● Supplied entries:
◆ ◆ ◆ ◆ ◆ ◆ ◆

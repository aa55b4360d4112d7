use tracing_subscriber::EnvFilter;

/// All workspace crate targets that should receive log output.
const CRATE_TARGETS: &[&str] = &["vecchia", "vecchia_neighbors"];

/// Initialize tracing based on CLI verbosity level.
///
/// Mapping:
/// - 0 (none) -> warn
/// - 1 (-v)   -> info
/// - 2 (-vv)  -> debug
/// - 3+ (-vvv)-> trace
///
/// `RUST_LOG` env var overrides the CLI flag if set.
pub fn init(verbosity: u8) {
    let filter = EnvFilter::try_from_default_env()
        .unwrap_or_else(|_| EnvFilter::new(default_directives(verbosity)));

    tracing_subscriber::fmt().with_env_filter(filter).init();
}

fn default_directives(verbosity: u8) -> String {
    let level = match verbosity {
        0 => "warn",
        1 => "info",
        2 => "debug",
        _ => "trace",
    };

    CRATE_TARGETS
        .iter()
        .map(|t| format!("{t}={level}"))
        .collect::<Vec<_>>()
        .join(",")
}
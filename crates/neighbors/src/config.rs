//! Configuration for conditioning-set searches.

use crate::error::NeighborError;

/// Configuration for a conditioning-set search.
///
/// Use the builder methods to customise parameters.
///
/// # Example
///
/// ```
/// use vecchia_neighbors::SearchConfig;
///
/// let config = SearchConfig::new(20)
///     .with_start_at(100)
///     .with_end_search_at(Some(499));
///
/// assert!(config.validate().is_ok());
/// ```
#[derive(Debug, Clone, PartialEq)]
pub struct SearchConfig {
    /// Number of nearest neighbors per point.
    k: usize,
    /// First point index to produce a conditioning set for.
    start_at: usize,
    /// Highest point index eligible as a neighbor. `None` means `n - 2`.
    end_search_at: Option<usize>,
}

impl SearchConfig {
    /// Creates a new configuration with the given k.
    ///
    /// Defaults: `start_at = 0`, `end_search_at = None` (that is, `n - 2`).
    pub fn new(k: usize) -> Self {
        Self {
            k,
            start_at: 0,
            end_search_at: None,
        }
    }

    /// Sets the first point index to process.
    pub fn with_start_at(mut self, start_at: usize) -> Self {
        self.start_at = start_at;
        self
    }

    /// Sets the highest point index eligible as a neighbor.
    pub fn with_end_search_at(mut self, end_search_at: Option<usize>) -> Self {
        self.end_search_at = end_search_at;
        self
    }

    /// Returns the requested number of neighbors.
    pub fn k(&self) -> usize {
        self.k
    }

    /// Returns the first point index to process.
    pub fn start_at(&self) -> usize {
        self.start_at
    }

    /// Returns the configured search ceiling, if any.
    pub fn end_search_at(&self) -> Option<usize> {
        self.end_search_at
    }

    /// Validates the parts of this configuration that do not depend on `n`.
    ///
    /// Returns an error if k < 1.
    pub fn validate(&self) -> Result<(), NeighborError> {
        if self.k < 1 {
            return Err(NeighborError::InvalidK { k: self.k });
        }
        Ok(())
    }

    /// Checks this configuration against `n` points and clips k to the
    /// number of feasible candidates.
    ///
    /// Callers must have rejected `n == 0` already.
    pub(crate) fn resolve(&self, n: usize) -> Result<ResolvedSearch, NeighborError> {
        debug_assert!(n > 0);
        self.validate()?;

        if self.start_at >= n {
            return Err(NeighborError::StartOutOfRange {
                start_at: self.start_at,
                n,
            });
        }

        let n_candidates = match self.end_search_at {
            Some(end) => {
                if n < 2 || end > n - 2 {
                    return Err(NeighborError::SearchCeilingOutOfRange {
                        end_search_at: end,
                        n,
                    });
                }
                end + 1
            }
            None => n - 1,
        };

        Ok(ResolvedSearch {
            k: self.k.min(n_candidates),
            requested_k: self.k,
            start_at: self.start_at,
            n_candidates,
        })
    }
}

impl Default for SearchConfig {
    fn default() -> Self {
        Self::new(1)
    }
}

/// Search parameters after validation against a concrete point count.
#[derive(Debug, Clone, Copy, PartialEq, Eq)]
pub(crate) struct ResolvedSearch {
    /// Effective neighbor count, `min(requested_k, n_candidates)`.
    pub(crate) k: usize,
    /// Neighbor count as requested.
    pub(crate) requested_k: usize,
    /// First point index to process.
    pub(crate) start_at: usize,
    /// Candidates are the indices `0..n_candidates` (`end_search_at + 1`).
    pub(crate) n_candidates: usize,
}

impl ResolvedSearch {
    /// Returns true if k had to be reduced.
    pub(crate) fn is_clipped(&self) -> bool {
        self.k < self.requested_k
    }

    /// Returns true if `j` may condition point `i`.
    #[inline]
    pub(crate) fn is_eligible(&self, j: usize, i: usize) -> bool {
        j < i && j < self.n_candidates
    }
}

◆ ◆ ◆ ◆ ◆ ◆ ◆

● What is being asked: Only the lines from the first line of the material above through the line that contains "the highest point index eligible as a neighbor." should be quoted, each one exactly.

● Written solution:
repository aa55b4360d4112d7
use tracing_subscriber::EnvFilter;

/// All workspace crate targets that should receive log output.
const CRATE_TARGETS: &[&str] = &["vecchia", "vecchia_neighbors"];

/// Initialize tracing based on CLI verbosity level.
///
/// Mapping:
/// - 0 (none) -> warn
/// - 1 (-v)   -> info
/// - 2 (-vv)  -> debug
/// - 3+ (-vvv)-> trace
///
/// `RUST_LOG` env var overrides the CLI flag if set.
pub fn init(verbosity: u8) {
    let filter = EnvFilter::try_from_default_env()
        .unwrap_or_else(|_| EnvFilter::new(default_directives(verbosity)));

    tracing_subscriber::fmt().with_env_filter(filter).init();
}

fn default_directives(verbosity: u8) -> String {
    let level = match verbosity {
        0 => "warn",
        1 => "info",
        2 => "debug",
        _ => "trace",
    };

    CRATE_TARGETS
        .iter()
        .map(|t| format!("{t}={level}"))
        .collect::<Vec<_>>()
        .join(",")
}
filename crates/neighbors/src/config.rs
//! Configuration for conditioning-set searches.

use crate::error::NeighborError;

/// Configuration for a conditioning-set search.
///
/// Use the builder methods to customise parameters.
///
/// # Example
///
/// ```
/// use vecchia_neighbors::SearchConfig;
///
/// let config = SearchConfig::new(20)
///     .with_start_at(100)
///     .with_end_search_at(Some(499));
///
/// assert!(config.validate().is_ok());
/// ```
#[derive(Debug, Clone, PartialEq)]
pub struct SearchConfig {
    /// Number of nearest neighbors per point.
    k: usize,
    /// First point index to produce a conditioning set for.
    start_at: usize,
    /// Highest point index eligible as a neighbor. `None` means `n - 2`.
    end_search_at: Option<usize>,
}

impl SearchConfig {
    /// Creates a new configuration with the given k.
    ///
    /// Defaults: `start_at = 0`, `end_search_at = None` (that is, `n - 2`).
    pub fn new(k: usize) -> Self {
        Self {
            k,
            start_at: 0,
            end_search_at: None,
        }
    }

    /// Sets the first point index to process.
    pub fn with_start_at(mut self, start_at: usize) -> Self {
        self.start_at = start_at;
        self
    }

    /// Sets the highest point index eligible as a neighbor.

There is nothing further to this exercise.